*** Opening DATA TO PROCESS ***

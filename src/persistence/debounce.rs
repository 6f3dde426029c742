use std::time::Duration;
use tokio::time::Instant;

/// Holds the latest value until it has been left alone for `delay`.
///
/// Every [`schedule`](Self::schedule) replaces the pending value and restarts the timer.
#[derive(Debug, Clone)]
pub struct Debounce<T> {
    delay: Duration,
    pending: Option<(Instant, T)>,
}

impl<T> Debounce<T> {
    pub fn new(delay: Duration) -> Self {
        Self {
            delay,
            pending: None,
        }
    }

    pub fn schedule(&mut self, value: T, now: Instant) {
        self.pending = Some((now + self.delay, value));
    }

    /// Takes the pending value once its deadline has passed.
    pub fn take_due(&mut self, now: Instant) -> Option<T> {
        match &self.pending {
            Some((deadline, _)) if *deadline <= now => self.pending.take().map(|(_, value)| value),
            _ => None,
        }
    }

    /// Takes the pending value regardless of its deadline.
    pub fn flush(&mut self) -> Option<T> {
        self.pending.take().map(|(_, value)| value)
    }

    pub fn cancel(&mut self) {
        self.pending = None;
    }

    pub fn is_pending(&self) -> bool {
        self.pending.is_some()
    }

    pub fn deadline(&self) -> Option<Instant> {
        self.pending.as_ref().map(|(deadline, _)| *deadline)
    }
}

#[cfg(test)]
mod tests {
    use super::*;

    #[test]
    fn test_value_is_held_until_quiet() {
        let start = Instant::now();
        let mut debounce = Debounce::new(Duration::from_millis(1000));

        debounce.schedule(1, start);
        debounce.schedule(2, start + Duration::from_millis(600));

        assert_eq!(debounce.take_due(start + Duration::from_millis(1000)), None);
        assert_eq!(debounce.take_due(start + Duration::from_millis(1600)), Some(2));
        assert!(!debounce.is_pending());
    }

    #[test]
    fn test_flush_and_cancel() {
        let start = Instant::now();
        let mut debounce = Debounce::new(Duration::from_millis(1000));
        debounce.schedule("a", start);
        assert_eq!(debounce.flush(), Some("a"));

        debounce.schedule("b", start);
        debounce.cancel();
        assert_eq!(debounce.take_due(start + Duration::from_secs(5)), None);
    }
}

*** Closing DATA TO PROCESS ***

TASK DETAILS: The records above need copying. Do it exactly.

ANSWER:
filename src/persistence/debounce.rs
repository 6f3dde426029c742
use std::time::Duration;
use tokio::time::Instant;

/// Holds the latest value until it has been left alone for `delay`.
///
/// Every [`schedule`](Self::schedule) replaces the pending value and restarts the timer.
#[derive(Debug, Clone)]
pub struct Debounce<T> {
    delay: Duration,
    pending: Option<(Instant, T)>,
}

impl<T> Debounce<T> {
    pub fn new(delay: Duration) -> Self {
        Self {
            delay,
            pending: None,
        }
    }

    pub fn schedule(&mut self, value: T, now: Instant) {
        self.pending = Some((now + self.delay, value));
    }

    /// Takes the pending value once its deadline has passed.
    pub fn take_due(&mut self, now: Instant) -> Option<T> {
        match &self.pending {
            Some((deadline, _)) if *deadline <= now => self.pending.take().map(|(_, value)| value),
            _ => None,
        }
    }

    /// Takes the pending value regardless of its deadline.
    pub fn flush(&mut self) -> Option<T> {
        self.pending.take().map(|(_, value)| value)
    }

    pub fn cancel(&mut self) {
        self.pending = None;
    }

    pub fn is_pending(&self) -> bool {
        self.pending.is_some()
    }

    pub fn deadline(&self) -> Option<Instant> {
        self.pending.as_ref().map(|(deadline, _)| *deadline)
    }
}

#[cfg(test)]
mod tests {
    use super::*;

    #[test]
    fn test_value_is_held_until_quiet() {
        let start = Instant::now();
        let mut debounce = Debounce::new(Duration::from_millis(1000));

        debounce.schedule(1, start);
        debounce.schedule(2, start + Duration::from_millis(600));

        assert_eq!(debounce.take_due(start + Duration::from_millis(1000)), None);
        assert_eq!(debounce.take_due(start + Duration::from_millis(1600)), Some(2));
        assert!(!debounce.is_pending());
    }

    #[test]
    fn test_flush_and_cancel() {
        let start = Instant::now();
        let mut debounce = Debounce::new(Duration::from_millis(1000));
        debounce.schedule("a", start);
        assert_eq!(debounce.flush(), Some("a"));

        debounce.schedule("b", start);
        debounce.cancel();
        assert_eq!(debounce.take_due(start + Duration::from_secs(5)), None);
    }
}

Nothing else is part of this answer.